#### What this task involves:
Tally up the lines below that contain the word "ConfigError" and give the total alone.

#### The input:
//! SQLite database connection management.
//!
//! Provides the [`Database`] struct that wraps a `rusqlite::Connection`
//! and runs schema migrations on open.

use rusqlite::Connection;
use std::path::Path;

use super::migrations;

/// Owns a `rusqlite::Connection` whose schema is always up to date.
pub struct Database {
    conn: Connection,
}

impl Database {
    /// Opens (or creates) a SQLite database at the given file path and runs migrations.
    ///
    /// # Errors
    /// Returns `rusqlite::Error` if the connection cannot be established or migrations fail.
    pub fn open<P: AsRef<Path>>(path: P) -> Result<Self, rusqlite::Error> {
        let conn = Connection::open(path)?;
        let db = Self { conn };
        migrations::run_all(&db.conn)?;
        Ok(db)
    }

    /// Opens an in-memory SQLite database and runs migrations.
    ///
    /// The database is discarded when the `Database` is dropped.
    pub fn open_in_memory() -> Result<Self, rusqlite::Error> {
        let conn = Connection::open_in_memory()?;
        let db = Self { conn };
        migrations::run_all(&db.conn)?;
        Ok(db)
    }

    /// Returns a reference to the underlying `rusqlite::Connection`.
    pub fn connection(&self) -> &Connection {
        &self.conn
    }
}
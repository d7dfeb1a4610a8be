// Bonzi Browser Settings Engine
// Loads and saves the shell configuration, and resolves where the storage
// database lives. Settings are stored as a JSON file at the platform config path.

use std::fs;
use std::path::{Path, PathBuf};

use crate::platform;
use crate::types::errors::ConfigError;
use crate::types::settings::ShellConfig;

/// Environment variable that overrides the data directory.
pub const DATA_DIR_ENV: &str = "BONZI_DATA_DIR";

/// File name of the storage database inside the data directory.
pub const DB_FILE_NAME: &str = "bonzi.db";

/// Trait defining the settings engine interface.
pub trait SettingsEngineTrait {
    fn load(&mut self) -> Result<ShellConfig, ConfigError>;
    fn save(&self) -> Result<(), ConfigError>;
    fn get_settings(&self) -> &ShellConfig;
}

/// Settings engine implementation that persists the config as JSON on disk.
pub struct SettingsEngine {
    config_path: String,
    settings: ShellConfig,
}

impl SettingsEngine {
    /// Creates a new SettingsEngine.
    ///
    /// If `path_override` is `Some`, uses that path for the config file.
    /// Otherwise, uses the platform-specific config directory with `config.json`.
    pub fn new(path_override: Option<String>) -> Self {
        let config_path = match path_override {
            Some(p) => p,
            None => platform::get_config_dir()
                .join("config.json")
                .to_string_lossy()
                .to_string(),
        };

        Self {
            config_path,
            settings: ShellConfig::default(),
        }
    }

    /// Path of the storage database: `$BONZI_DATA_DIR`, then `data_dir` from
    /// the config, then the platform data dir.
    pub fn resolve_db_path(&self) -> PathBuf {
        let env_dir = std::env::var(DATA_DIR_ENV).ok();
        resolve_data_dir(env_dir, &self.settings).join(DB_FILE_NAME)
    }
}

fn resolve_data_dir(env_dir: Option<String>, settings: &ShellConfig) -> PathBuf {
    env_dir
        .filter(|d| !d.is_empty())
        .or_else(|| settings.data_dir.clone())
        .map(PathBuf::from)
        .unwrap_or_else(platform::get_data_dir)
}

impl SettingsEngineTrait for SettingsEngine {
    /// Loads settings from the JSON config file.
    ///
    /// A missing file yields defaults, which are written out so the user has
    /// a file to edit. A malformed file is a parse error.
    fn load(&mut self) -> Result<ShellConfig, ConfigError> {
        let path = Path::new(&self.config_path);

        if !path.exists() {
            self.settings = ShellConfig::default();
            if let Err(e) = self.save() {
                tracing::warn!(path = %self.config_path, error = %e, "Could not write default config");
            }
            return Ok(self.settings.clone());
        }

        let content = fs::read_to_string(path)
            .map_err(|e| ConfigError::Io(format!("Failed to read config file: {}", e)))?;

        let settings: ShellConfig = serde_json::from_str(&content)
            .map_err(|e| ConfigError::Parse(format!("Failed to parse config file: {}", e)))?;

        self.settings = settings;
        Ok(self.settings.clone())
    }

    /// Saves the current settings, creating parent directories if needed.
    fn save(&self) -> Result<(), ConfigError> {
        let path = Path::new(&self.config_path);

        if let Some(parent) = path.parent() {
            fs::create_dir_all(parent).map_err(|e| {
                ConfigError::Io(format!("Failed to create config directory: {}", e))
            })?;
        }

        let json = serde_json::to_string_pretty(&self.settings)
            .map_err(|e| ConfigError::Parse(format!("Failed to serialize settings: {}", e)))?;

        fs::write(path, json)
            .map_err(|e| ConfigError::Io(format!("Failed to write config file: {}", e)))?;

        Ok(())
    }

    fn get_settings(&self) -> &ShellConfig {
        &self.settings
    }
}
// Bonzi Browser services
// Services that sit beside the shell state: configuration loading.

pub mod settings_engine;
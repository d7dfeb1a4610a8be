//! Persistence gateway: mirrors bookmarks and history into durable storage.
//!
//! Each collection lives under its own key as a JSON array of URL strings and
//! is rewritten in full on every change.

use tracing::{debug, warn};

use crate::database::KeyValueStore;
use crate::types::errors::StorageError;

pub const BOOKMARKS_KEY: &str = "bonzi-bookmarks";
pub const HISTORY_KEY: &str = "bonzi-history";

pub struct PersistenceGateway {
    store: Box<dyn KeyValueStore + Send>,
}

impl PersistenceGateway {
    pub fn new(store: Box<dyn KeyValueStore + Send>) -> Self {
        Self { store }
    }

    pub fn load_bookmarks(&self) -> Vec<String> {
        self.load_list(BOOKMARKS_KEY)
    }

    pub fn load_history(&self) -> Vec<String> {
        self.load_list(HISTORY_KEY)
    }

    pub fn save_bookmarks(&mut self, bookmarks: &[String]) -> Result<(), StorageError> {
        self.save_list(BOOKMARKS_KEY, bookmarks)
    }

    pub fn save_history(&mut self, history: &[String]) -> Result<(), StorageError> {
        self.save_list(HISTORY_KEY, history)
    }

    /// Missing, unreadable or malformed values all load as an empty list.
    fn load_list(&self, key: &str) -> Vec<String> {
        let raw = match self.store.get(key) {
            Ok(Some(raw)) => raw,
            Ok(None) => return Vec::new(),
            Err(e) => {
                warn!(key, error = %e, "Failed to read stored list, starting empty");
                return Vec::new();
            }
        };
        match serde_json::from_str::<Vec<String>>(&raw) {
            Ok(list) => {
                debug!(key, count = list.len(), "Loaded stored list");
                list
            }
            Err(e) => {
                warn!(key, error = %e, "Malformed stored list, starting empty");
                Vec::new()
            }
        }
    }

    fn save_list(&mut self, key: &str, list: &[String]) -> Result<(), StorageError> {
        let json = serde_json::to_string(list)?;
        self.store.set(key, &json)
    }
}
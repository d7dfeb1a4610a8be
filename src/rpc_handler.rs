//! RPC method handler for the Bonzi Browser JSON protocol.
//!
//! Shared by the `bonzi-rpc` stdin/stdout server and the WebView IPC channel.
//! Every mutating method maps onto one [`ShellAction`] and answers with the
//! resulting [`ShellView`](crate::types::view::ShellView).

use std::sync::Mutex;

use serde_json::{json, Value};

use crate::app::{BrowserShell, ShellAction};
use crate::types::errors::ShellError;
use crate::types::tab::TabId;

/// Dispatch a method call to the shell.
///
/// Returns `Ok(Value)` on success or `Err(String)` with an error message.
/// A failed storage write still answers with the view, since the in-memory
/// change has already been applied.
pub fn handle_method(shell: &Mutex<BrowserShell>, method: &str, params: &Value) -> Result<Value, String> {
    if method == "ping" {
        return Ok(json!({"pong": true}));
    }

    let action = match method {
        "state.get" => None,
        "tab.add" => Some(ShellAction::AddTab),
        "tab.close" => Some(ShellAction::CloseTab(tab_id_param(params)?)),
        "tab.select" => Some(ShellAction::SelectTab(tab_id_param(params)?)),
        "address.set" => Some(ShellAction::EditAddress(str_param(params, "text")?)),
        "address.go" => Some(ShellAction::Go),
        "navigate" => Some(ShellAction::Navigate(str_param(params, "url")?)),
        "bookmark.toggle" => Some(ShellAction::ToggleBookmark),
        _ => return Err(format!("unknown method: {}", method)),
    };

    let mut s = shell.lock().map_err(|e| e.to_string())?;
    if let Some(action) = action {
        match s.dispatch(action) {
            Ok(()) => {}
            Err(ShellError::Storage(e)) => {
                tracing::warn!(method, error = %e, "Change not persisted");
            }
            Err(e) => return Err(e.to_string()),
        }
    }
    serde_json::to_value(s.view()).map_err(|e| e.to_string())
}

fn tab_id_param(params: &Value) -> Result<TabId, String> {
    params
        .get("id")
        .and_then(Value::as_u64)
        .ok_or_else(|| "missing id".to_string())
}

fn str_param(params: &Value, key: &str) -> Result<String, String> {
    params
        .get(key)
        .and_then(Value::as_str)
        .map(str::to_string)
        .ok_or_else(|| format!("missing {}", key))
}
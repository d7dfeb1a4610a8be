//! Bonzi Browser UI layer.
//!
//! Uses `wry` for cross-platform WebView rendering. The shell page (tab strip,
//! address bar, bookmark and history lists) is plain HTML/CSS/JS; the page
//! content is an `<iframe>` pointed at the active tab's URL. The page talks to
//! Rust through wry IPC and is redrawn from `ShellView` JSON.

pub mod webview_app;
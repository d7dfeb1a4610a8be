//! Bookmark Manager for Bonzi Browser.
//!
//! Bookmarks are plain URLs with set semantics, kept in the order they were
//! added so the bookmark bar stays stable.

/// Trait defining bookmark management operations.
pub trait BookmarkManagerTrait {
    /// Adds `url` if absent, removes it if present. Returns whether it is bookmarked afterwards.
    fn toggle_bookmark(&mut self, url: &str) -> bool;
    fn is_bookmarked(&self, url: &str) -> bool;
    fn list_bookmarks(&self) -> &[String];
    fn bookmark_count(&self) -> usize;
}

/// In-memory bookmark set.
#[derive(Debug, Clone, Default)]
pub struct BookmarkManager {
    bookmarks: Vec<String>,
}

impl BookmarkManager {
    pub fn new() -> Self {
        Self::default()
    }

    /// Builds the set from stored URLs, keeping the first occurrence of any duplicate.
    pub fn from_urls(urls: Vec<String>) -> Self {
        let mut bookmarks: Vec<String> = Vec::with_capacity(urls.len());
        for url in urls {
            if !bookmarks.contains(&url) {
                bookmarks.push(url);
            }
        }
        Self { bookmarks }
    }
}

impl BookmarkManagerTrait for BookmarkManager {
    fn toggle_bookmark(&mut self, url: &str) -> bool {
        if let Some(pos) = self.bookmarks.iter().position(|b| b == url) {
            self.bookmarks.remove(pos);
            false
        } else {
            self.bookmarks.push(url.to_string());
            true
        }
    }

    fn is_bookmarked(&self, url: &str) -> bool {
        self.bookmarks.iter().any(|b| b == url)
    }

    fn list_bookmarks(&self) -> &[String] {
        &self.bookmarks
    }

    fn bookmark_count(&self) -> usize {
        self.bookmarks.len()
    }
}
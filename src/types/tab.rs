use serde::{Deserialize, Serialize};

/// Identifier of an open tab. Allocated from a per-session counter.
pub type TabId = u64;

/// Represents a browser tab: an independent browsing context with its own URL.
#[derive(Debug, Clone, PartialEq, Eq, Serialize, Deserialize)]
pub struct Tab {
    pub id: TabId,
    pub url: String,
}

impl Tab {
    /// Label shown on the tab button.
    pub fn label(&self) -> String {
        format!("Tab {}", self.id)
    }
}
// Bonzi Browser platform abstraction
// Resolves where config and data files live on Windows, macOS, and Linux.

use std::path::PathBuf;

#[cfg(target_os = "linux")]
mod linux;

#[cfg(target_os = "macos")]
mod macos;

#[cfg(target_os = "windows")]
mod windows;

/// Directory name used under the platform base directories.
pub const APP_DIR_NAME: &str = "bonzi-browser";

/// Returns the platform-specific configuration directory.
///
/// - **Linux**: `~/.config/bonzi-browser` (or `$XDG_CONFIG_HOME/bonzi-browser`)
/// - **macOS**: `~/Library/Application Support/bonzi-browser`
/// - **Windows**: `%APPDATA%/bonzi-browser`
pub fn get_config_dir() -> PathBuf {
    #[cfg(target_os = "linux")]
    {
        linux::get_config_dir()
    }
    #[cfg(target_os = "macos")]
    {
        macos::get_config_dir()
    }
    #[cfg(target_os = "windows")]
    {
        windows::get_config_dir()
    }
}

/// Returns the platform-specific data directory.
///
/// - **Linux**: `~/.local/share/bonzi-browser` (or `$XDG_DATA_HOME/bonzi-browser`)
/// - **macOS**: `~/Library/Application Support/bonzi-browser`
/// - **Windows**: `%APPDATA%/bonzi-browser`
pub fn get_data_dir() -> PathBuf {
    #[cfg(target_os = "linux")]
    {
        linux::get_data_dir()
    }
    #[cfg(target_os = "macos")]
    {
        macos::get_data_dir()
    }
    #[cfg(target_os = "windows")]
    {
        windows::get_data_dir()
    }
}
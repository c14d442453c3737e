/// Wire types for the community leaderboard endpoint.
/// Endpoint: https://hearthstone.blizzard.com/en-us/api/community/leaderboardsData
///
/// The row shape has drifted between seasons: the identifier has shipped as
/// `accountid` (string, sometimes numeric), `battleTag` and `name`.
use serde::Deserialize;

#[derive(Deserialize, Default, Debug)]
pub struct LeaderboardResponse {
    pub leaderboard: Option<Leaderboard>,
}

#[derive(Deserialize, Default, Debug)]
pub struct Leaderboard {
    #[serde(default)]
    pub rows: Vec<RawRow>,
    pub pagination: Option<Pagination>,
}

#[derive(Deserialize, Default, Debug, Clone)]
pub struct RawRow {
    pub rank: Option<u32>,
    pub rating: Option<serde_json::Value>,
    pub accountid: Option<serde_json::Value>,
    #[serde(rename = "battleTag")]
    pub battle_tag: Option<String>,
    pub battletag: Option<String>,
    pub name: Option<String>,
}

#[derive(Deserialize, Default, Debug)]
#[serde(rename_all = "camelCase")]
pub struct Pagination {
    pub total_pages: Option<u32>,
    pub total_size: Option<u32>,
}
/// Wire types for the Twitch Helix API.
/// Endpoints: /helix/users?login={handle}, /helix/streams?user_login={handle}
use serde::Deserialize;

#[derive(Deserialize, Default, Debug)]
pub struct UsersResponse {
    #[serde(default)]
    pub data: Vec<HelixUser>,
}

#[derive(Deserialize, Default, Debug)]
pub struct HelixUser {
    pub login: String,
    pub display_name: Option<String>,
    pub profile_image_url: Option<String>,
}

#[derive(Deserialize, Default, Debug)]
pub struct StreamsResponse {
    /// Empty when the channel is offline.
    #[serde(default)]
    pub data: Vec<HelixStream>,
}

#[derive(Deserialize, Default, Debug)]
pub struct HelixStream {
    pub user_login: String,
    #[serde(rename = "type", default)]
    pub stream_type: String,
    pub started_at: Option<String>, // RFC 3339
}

#### Written answer:
10